No, none of those three things above really have anything to do with the Linux concept. None of them are even a distro thing necessarily; distros aren’t cleanly or officially separated by their varying opinions on those particular aspects. We might even guess with confidence that most distro maintainers don’t even think about that stuff.
But we can call all of it a really important part of the user & power user experiences.
Do you want Windows as your distro? Or some of it…in your distro?
So I’d submit that for comparison purposes, Microsoft Windows wasn’t really competing with Linux, where desktop users were concerned. In fact the members of the Windows development community were more like the equivalent of maintainers of a very specific, power-user-friendly Linux distro.
If you compare Windows, Linux, and Mac OS straight across then, it quickly becomes a sloppy mental model that can ultimately really hurt the subsets of the Linux community that think desktop users are important.
But how do you track that, and improve it? How does a distro maintainer really tighten up this situation?
How do we start talking about distro-experiences at a higher level, and develop workable, high standards appropriate for badging a distro as excellent for user-people, including non-root-type power users?
We desktop users have been taught to look so hard at “distros” in Linux, but it also may be time to redefine the boundaries, come up with a term that connotes a combination of a distro’s desktop and application philosophy, and allow people to filter by those sorts of things.
“Oh, you don’t want a distro. You want a…(whatever)…which will make your life so much easier. Forget about Linux, forget about the distro term, it’s in the background and just complicates things.” (Which is exactly how the most passionate Linux distro communities talk about their favorite distros anyway)
Windows was never Linux, in so many ways. Not even close.

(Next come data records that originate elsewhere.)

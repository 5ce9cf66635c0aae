use crate::math::vec2::Vec2;

use super::features::FeaturePair;

/// A single contact point between two bodies, produced fresh each step by
/// the narrow phase and carried through one solve by the owning arbiter.
#[derive(Debug, Clone, Copy, PartialEq, Default)]
pub struct Contact {
    /// Contact point in world coordinates.
    pub position: Vec2,
    /// Unit normal pointing from body A toward body B.
    pub normal: Vec2,
    /// Signed distance along the normal; negative when penetrating.
    pub separation: f64,
    /// Stable identity used to match this contact across frames.
    pub feature: FeaturePair,

    // Solver state. Accumulated impulses survive across frames via the
    // arbiter's feature matching; the rest is rebuilt every pre-step.
    pub pn: f64,
    pub pt: f64,
    pub mass_normal: f64,
    pub mass_tangent: f64,
    pub bias: f64,
}
use crate::objects::body::Body;

/// Enumerates the body pairs worth handing to the narrow phase. Kept behind
/// a trait so a spatial index can replace the all-pairs sweep without
/// touching arbiter or world logic.
pub trait BroadPhase {
    /// Returns candidate pairs as indices into the body slice, each pair
    /// with the smaller index first.
    fn candidate_pairs(&self, bodies: &[Body]) -> Vec<(usize, usize)>;
}

/// Checks every unordered pair. O(n^2), fine at this body count.
pub struct AllPairs;

impl BroadPhase for AllPairs {
    fn candidate_pairs(&self, bodies: &[Body]) -> Vec<(usize, usize)> {
        let mut pairs = Vec::new();
        for i in 0..bodies.len() {
            for j in (i + 1)..bodies.len() {
                // Two static bodies can never generate impulses
                if bodies[i].is_static() && bodies[j].is_static() {
                    continue;
                }
                pairs.push((i, j));
            }
        }
        pairs
    }
}

#[cfg(test)]
mod tests {
    use super::*;
    use crate::math::vec2::Vec2;

    fn dynamic_body() -> Body {
        let mut body = Body::new();
        body.set_as_box(Vec2::new(1.0, 1.0), 1.0);
        body
    }

    #[test]
    fn test_all_pairs_enumerates_each_pair_once() {
        let bodies = vec![dynamic_body(), dynamic_body(), dynamic_body()];
        let pairs = AllPairs.candidate_pairs(&bodies);
        assert_eq!(pairs, vec![(0, 1), (0, 2), (1, 2)]);
    }

    #[test]
    fn test_all_pairs_skips_static_static() {
        let bodies = vec![Body::new(), Body::new(), dynamic_body()];
        let pairs = AllPairs.candidate_pairs(&bodies);
        assert_eq!(pairs, vec![(0, 2), (1, 2)]);
    }

    #[test]
    fn test_all_pairs_empty_world() {
        assert!(AllPairs.candidate_pairs(&[]).is_empty());
    }
}
use crate::math::vec2::Vec2;

/// The geometric shape of a rigid body. Each variant carries its full
/// extents: width/height for boxes and triangles, diameter for circles.
#[derive(Debug, Clone, Copy, PartialEq)]
pub enum Shape {
    Box(Vec2),
    Circle(f64),
    Triangle(Vec2),
}

/// A single rigid body. All state is public: the scene builder and the
/// renderer read and write these fields directly, and the solver mutates
/// velocities in place during a step.
#[derive(Debug, Clone, PartialEq)]
pub struct Body {
    pub shape: Shape,

    // Primary state
    pub position: Vec2,
    pub rotation: f64, // Radians
    pub velocity: Vec2,
    pub angular_velocity: f64,

    // Accumulators for forces/torques applied during a time step
    pub force: Vec2,
    pub torque: f64,

    pub friction: f64,

    // Mass properties; an infinite mass marks a static body
    pub mass: f64,
    pub inv_mass: f64,
    pub inertia: f64,
    pub inv_inertia: f64,

    /// Whether an external drag interaction may pick this body up.
    /// Physics-neutral; the solver never reads it.
    pub draggable: bool,
}

const DEFAULT_FRICTION: f64 = 0.2;

impl Body {
    /// Creates a static unit box at the origin.
    pub fn new() -> Self {
        Self {
            shape: Shape::Box(Vec2::new(1.0, 1.0)),
            position: Vec2::ZERO,
            rotation: 0.0,
            velocity: Vec2::ZERO,
            angular_velocity: 0.0,
            force: Vec2::ZERO,
            torque: 0.0,
            friction: DEFAULT_FRICTION,
            mass: f64::INFINITY,
            inv_mass: 0.0,
            inertia: f64::INFINITY,
            inv_inertia: 0.0,
            draggable: true,
        }
    }

    /// Re-initializes this body as a box of the given extents (w x h).
    /// Resets all kinematic state and derives mass properties:
    /// inertia = m * (w^2 + h^2) / 12.
    pub fn set_as_box(&mut self, extents: Vec2, mass: f64) {
        self.reset_state();
        self.shape = Shape::Box(extents);
        let inertia = mass * (extents.x * extents.x + extents.y * extents.y) / 12.0;
        self.set_mass(mass, inertia);
    }

    /// Re-initializes this body as a circle. The radius is half of
    /// `extents.x`; inertia = m * r^2 / 2.
    pub fn set_as_circle(&mut self, extents: Vec2, mass: f64) {
        self.reset_state();
        self.shape = Shape::Circle(extents.x);
        let radius = extents.x / 2.0;
        let inertia = mass * radius * radius / 2.0;
        self.set_mass(mass, inertia);
    }

    /// Re-initializes this body as a triangle bounded by the given extents.
    /// Inertia = m * (w^2 + h^2) / 18, consistent with the box formula.
    pub fn set_as_triangle(&mut self, extents: Vec2, mass: f64) {
        self.reset_state();
        self.shape = Shape::Triangle(extents);
        let inertia = mass * (extents.x * extents.x + extents.y * extents.y) / 18.0;
        self.set_mass(mass, inertia);
    }

    /// True when the body has infinite mass and never moves.
    pub fn is_static(&self) -> bool {
        self.inv_mass == 0.0
    }

    /// Accumulates a force acting at the center of mass.
    pub fn add_force(&mut self, force: Vec2) {
        self.force += force;
    }

    /// Accumulates a force acting at a world-space point, contributing both
    /// linear force and torque.
    pub fn add_force_at_point(&mut self, force: Vec2, point: Vec2) {
        self.force += force;
        self.torque += (point - self.position).cross(force);
    }

    /// Zeroes the force/torque accumulators. Called at the end of each step.
    pub fn clear_accumulators(&mut self) {
        self.force = Vec2::ZERO;
        self.torque = 0.0;
    }

    fn reset_state(&mut self) {
        self.position = Vec2::ZERO;
        self.rotation = 0.0;
        self.velocity = Vec2::ZERO;
        self.angular_velocity = 0.0;
        self.force = Vec2::ZERO;
        self.torque = 0.0;
        self.friction = DEFAULT_FRICTION;
    }

    // A non-finite or non-positive mass yields a static body.
    fn set_mass(&mut self, mass: f64, inertia: f64) {
        if mass.is_finite() && mass > 0.0 {
            self.mass = mass;
            self.inv_mass = 1.0 / mass;
            self.inertia = inertia;
            self.inv_inertia = 1.0 / inertia;
        } else {
            self.mass = f64::INFINITY;
            self.inv_mass = 0.0;
            self.inertia = f64::INFINITY;
            self.inv_inertia = 0.0;
        }
    }
}

impl Default for Body {
    fn default() -> Self {
        Self::new()
    }
}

But there were a lot of things classic Windows desktop power users had decades ago, that a lot of today’s desktop Linux power users are still dying to see.
Especially if those users are like me, and they traded a friggin’ huge mainstream distro with great third-party support for a complete lack of interesting stuff in the distro-maintained user-affordances space.
Unfortunately, many of those things are hidden in nuances that will also take specific efforts to isolate and address.
I do wonder though, after trying Haiku OS, if this power-user aspect of the way it naturally works will be tempting to some Linux distro maintainers looking to modify the user experience.
When was the last time you opened QMMP in your distro and found a custom skin, styled to match the desktop environment?